Work to be completed:
Whenever "passing" appears in a line, please copy that line from the data.

Extracted material:
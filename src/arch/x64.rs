// This module describes the x86-64 register file under the System V calling
// convention. The ordering of the table matters: the allocator walks it in
// order, so the volatile scratch registers appear where the original register
// preference placed them. rbp is reserved only when debug information requires
// a frame base pointer; otherwise it is allocatable as a non-volatile register.

//! x86-64 register table and calling convention.

use crate::core::target::TargetConfig;
use crate::register::{flag, RegisterDescriptor};

/// Integer parameter registers in passing order.
pub const PARAMETER_REGISTERS: &[&str] = &["rdi", "rsi", "rdx", "rcx", "r8", "r9"];

/// Decimal parameter registers in passing order.
pub const DECIMAL_PARAMETER_REGISTERS: &[&str] = &[
    "xmm0", "xmm1", "xmm2", "xmm3", "xmm4", "xmm5", "xmm6", "xmm7",
];

pub fn registers(target: &TargetConfig) -> Vec<RegisterDescriptor> {
    let base_pointer_flags = if target.debug_info {
        flag::BASE_POINTER | flag::RESERVED
    } else {
        flag::BASE_POINTER
    };

    let mut table = vec![
        RegisterDescriptor::new(
            ["rax", "eax", "ax", "al"],
            flag::VOLATILE | flag::RETURN | flag::NUMERATOR,
        ),
        RegisterDescriptor::new(["rbx", "ebx", "bx", "bl"], 0),
        RegisterDescriptor::new(["rcx", "ecx", "cx", "cl"], flag::VOLATILE | flag::SHIFT),
        RegisterDescriptor::new(
            ["rdx", "edx", "dx", "dl"],
            flag::VOLATILE | flag::REMAINDER,
        ),
        RegisterDescriptor::new(["rsi", "esi", "si", "sil"], flag::VOLATILE),
        RegisterDescriptor::new(["rdi", "edi", "di", "dil"], flag::VOLATILE),
        RegisterDescriptor::new(["rbp", "ebp", "bp", "bpl"], base_pointer_flags),
        RegisterDescriptor::new(
            ["rsp", "esp", "sp", "spl"],
            flag::RESERVED | flag::STACK_POINTER,
        ),
    ];

    for index in 0..16u8 {
        let names = media_names(index);
        let mut flags = flag::MEDIA | flag::VOLATILE;
        if index == 0 {
            flags |= flag::DECIMAL_RETURN;
        }
        table.push(RegisterDescriptor::new(names, flags));
    }

    table.push(RegisterDescriptor::new(
        ["r8", "r8d", "r8w", "r8b"],
        flag::VOLATILE,
    ));
    table.push(RegisterDescriptor::new(
        ["r9", "r9d", "r9w", "r9b"],
        flag::VOLATILE,
    ));
    table.push(RegisterDescriptor::new(
        ["r10", "r10d", "r10w", "r10b"],
        flag::VOLATILE,
    ));
    table.push(RegisterDescriptor::new(
        ["r11", "r11d", "r11w", "r11b"],
        flag::VOLATILE,
    ));
    table.push(RegisterDescriptor::new(["r12", "r12d", "r12w", "r12b"], 0));
    table.push(RegisterDescriptor::new(["r13", "r13d", "r13w", "r13b"], 0));
    table.push(RegisterDescriptor::new(["r14", "r14d", "r14w", "r14b"], 0));
    table.push(RegisterDescriptor::new(["r15", "r15d", "r15w", "r15b"], 0));

    table
}

fn media_names(index: u8) -> [&'static str; 4] {
    const NAMES: [&str; 16] = [
        "xmm0", "xmm1", "xmm2", "xmm3", "xmm4", "xmm5", "xmm6", "xmm7", "xmm8", "xmm9", "xmm10",
        "xmm11", "xmm12", "xmm13", "xmm14", "xmm15",
    ];
    let name = NAMES[index as usize];
    [name, name, name, name]
}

Reply to the task:
/// Integer parameter registers in passing order.
/// Decimal parameter registers in passing order.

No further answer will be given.